Apparently, according to this morning’s Metro, that heavy rain we heard caused flash flooding in several parts of Dublin. The DART was closed south of Dun Laoghaire (i.e. our bit of the line), the M1 tunnel was ‘a lake’, traffic was deadlocked and householders faced ‘misery’. Only we didn’t notice. Isn’t it odd how often that happens? These spectacular events occur – distastrous, if it’s your living room full of water or your car floating off down the road – and a few hundred yards away people carry on oblivious. But in the media it’s all that seems to be happening. (I remember when there were the big floods in York in 2000 you’d think from the television the whole town was under water – especially as they kept showing pictures of the King’s Arms, which floods every year anyway – but my house was only two roads back from the Ouse and completely unaffected.)

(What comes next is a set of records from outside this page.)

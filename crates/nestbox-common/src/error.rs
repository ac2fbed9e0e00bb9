//! Unified error types for the Nestbox workspace.
//!
//! Variants follow the runtime's failure classes: user errors are rejected
//! before any mutation, setup errors abort a single container's startup,
//! and cleanup errors never reach this type at all (they are logged and
//! swallowed at the call site).

use std::path::PathBuf;

use thiserror::Error;

/// Top-level error type shared across the workspace.
#[derive(Debug, Error)]
pub enum NestboxError {
    /// An I/O operation failed.
    #[error("I/O error at {path}: {source}")]
    Io {
        /// Path where the I/O error occurred.
        path: PathBuf,
        /// Underlying I/O error.
        source: std::io::Error,
    },

    /// A user-supplied value (limit string, volume spec, command) is invalid.
    #[error("invalid input: {message}")]
    InvalidInput {
        /// Description of the invalid value.
        message: String,
    },

    /// A required resource was not found.
    #[error("{kind} not found: {id}")]
    NotFound {
        /// Type of the missing resource.
        kind: &'static str,
        /// Identifier of the missing resource.
        id: String,
    },

    /// An id prefix matched more than one container.
    #[error("ambiguous container ID: {prefix} matches {matches} containers")]
    AmbiguousId {
        /// The prefix that was looked up.
        prefix: String,
        /// Number of matching containers.
        matches: usize,
    },

    /// The container's process is still alive.
    #[error("cannot remove running container {id}; stop it first with 'nbx stop {id}'")]
    StillRunning {
        /// Short identifier of the running container.
        id: String,
    },

    /// No address is left in the container subnet.
    #[error("no available IP addresses in pool {subnet}")]
    PoolExhausted {
        /// The exhausted subnet in CIDR notation.
        subnet: String,
    },

    /// An external networking tool exited unsuccessfully.
    #[error("{program} failed: {message}")]
    Command {
        /// The program that was invoked.
        program: String,
        /// Exit status and captured stderr.
        message: String,
    },

    /// A fatal container setup step failed.
    #[error("container setup failed at {step}: {message}")]
    Setup {
        /// Name of the failing step.
        step: String,
        /// Description of the failure.
        message: String,
    },

    /// A permission or capability error.
    #[error("permission denied: {message}")]
    PermissionDenied {
        /// Description of the denied operation.
        message: String,
    },

    /// Serialization or deserialization failed.
    #[error("serialization error: {source}")]
    Serialization {
        /// Underlying serialization error.
        #[from]
        source: serde_json::Error,
    },
}

impl NestboxError {
    /// Builds an [`NestboxError::Io`] for `path`.
    pub fn io(path: impl Into<PathBuf>, source: std::io::Error) -> Self {
        Self::Io {
            path: path.into(),
            source,
        }
    }

    /// Builds an [`NestboxError::InvalidInput`].
    pub fn invalid(message: impl Into<String>) -> Self {
        Self::InvalidInput {
            message: message.into(),
        }
    }

    /// Builds a [`NestboxError::Setup`] for the named step.
    pub fn setup(step: impl Into<String>, message: impl std::fmt::Display) -> Self {
        Self::Setup {
            step: step.into(),
            message: message.to_string(),
        }
    }
}

/// Convenience alias used throughout the workspace.
pub type Result<T> = std::result::Result<T, NestboxError>;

The world of television and newspapers is like one of those strange homunculi they draw to illustrate the nervous system, with the size of each area determined by how many nerve endings it has – huge lips and huge hands and tiny little skinny legs. In fact, the analogy is rather a good one, because the size of each place in the media’s eyes depends not just on whether it’s just had a flash flood or a presidential election or a dead popstar, but also on whether anybody is bothering to pay attention to it. They have a lot more to put up with than heavy rain in the Congo, I would have thought, but I can’t think when the Metro last mentioned it.